Dorothy Kathleen Gulliver (September 6, 1908 – May 23, 1997) was an American silent film actress, and one of the few to make a successful transition when films began using sound.

Biography
The daughter of Mr. and Mrs. Fred Gulliver, she was born in Salt Lake City, Utah, in 1908 and was raised as a Mormon. From childhood, she wanted to be an actress. After she won the Miss Salt Lake City beauty contest in 1924 a scout for Paramount sought to have her go to Hollywood, but her mother opposed that plan. In June 1925, she won a beauty contest sponsored by Universal, with her awards including a six-month contract with Universal at a salary of $50 per week.

Gulliver's early work at Universal included two short films and two serials, The Winking Idol (1926) and Strings of Steel (1926).

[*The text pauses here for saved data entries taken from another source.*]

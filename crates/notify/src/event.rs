//! The notification event and shared message formatting.
//!
//! Every channel renders the same two events; the field set exposed here
//! (order id, customer name/email/phone, itemized list, address line,
//! payment method, total) is the compatibility surface the external
//! templates consume.

use serde_json::Value;

use walkway_engine::{LineItem, NotificationKind, Order, UserProfile};

/// An event worth telling the admin about.
#[derive(Debug, Clone)]
pub enum NotifyEvent {
    /// An order was just confirmed.
    NewOrder(Order),
    /// A new account was just created.
    NewRegistration(UserProfile),
}

impl NotifyEvent {
    /// The matching notification-log kind.
    #[must_use]
    pub const fn kind(&self) -> NotificationKind {
        match self {
            Self::NewOrder(_) => NotificationKind::NewOrder,
            Self::NewRegistration(_) => NotificationKind::NewRegistration,
        }
    }

    /// Alert headline.
    #[must_use]
    pub const fn title(&self) -> &'static str {
        match self {
            Self::NewOrder(_) => "New Order Received!",
            Self::NewRegistration(_) => "New User Registered!",
        }
    }

    /// One-line alert body.
    #[must_use]
    pub fn summary(&self) -> String {
        match self {
            Self::NewOrder(order) => format!(
                "Order {} from {} - {}",
                order.order_id, order.customer.name, order.total
            ),
            Self::NewRegistration(user) => {
                format!("{} just created an account", user.full_name())
            }
        }
    }

    /// Short message for the admin notification log.
    #[must_use]
    pub fn log_message(&self) -> String {
        match self {
            Self::NewOrder(order) => {
                format!("Order {} from {}", order.order_id, order.customer.name)
            }
            Self::NewRegistration(user) => {
                format!("{} ({}) registered", user.full_name(), user.email)
            }
        }
    }

    /// The full event as JSON, for log payloads and webhook bodies.
    #[must_use]
    pub fn payload(&self) -> Value {
        match self {
            Self::NewOrder(order) => serde_json::to_value(order).unwrap_or(Value::Null),
            Self::NewRegistration(user) => serde_json::to_value(user).unwrap_or(Value::Null),
        }
    }
}

/// Render an order's lines the way every text template shows them:
/// one `{name} (Qty: {n}) - {line total}` per line.
#[must_use]
pub fn items_list(items: &[LineItem]) -> String {
    items
        .iter()
        .map(|item| {
            format!(
                "{} (Qty: {}) - {}",
                item.name,
                item.quantity,
                item.line_total()
            )
        })
        .collect::<Vec<_>>()
        .join("\n")
}


#[cfg(test)]
#[allow(clippy::unwrap_used)]
mod tests {
    use super::testing::sample_order;
    use super::*;

    #[test]
    fn test_items_list() {
        let order = sample_order();
        assert_eq!(
            items_list(&order.items),
            "Trail Runner (Qty: 2) - ₹1000\nLoafer (Qty: 1) - ₹150"
        );
    }

    #[test]
    fn test_order_summary() {
        let event = NotifyEvent::NewOrder(sample_order());
        assert_eq!(event.title(), "New Order Received!");
        assert_eq!(event.summary(), "Order ORD-TEST123 from Asha Rao - ₹1249");
        assert_eq!(event.kind(), NotificationKind::NewOrder);
    }

    #[test]
    fn test_payload_exposes_wire_fields() {
        let event = NotifyEvent::NewOrder(sample_order());
        let payload = event.payload();
        assert_eq!(
            payload.pointer("/orderId"),
            Some(&serde_json::json!("ORD-TEST123"))
        );
        assert!(payload.pointer("/customerInfo/pincode").is_some());
    }
}
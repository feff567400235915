//! Desktop/browser alert channel.

use futures::future::BoxFuture;
use std::sync::Arc;
use tracing::info;

use super::{ChannelResult, NotificationChannel};
use crate::event::NotifyEvent;

/// Where alert title/body pairs go.
///
/// The engine is headless; the embedding surface (a webview shell, a tray
/// applet) supplies the sink that actually pops the notification. The
/// default [`TracingAlertSink`] just logs.
pub trait AlertSink: Send + Sync {
    fn alert(&self, title: &str, body: &str);
}

/// Default sink: emit the alert as a log line.
#[derive(Debug, Default, Clone, Copy)]
pub struct TracingAlertSink;

impl AlertSink for TracingAlertSink {
    fn alert(&self, title: &str, body: &str) {
        info!(title, body, "alert");
    }
}

/// Instant on-screen alert. Always succeeds: the sink has no failure mode
/// the engine can observe.
pub struct AlertChannel {
    sink: Arc<dyn AlertSink>,
}

impl AlertChannel {
    #[must_use]
    pub fn new(sink: Arc<dyn AlertSink>) -> Self {
        Self { sink }
    }
}

impl Default for AlertChannel {
    fn default() -> Self {
        Self::new(Arc::new(TracingAlertSink))
    }
}

impl NotificationChannel for AlertChannel {
    fn name(&self) -> &'static str {
        "alert"
    }

    fn send<'a>(&'a self, event: &'a NotifyEvent) -> BoxFuture<'a, ChannelResult> {
        Box::pin(async move {
            self.sink.alert(event.title(), &event.summary());
            ChannelResult::sent(self.name())
        })
    }
}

She was named as a 1928 WAMPAS Baby Star. Gulliver was part of The Collegians silent series of the late 1920s, and did some silent serials with William Desmond, Jack Hoxie, and Hoot Gibson. With the beginning of sound films, she became a popular heroine in 1930s "cliffhangers", including The Galloping Ghost, Phantom of the West, The Shadow of the Eagle, The Last Frontier, and the 1936 Custer's Last Stand. Her costars were often Rex Lease, Tim McCoy, Jack Hoxie, and Wild Bill Elliott.

Gulliver was at one point married to Chester De Vito, an assistant director. She was also married to Charles Proctor.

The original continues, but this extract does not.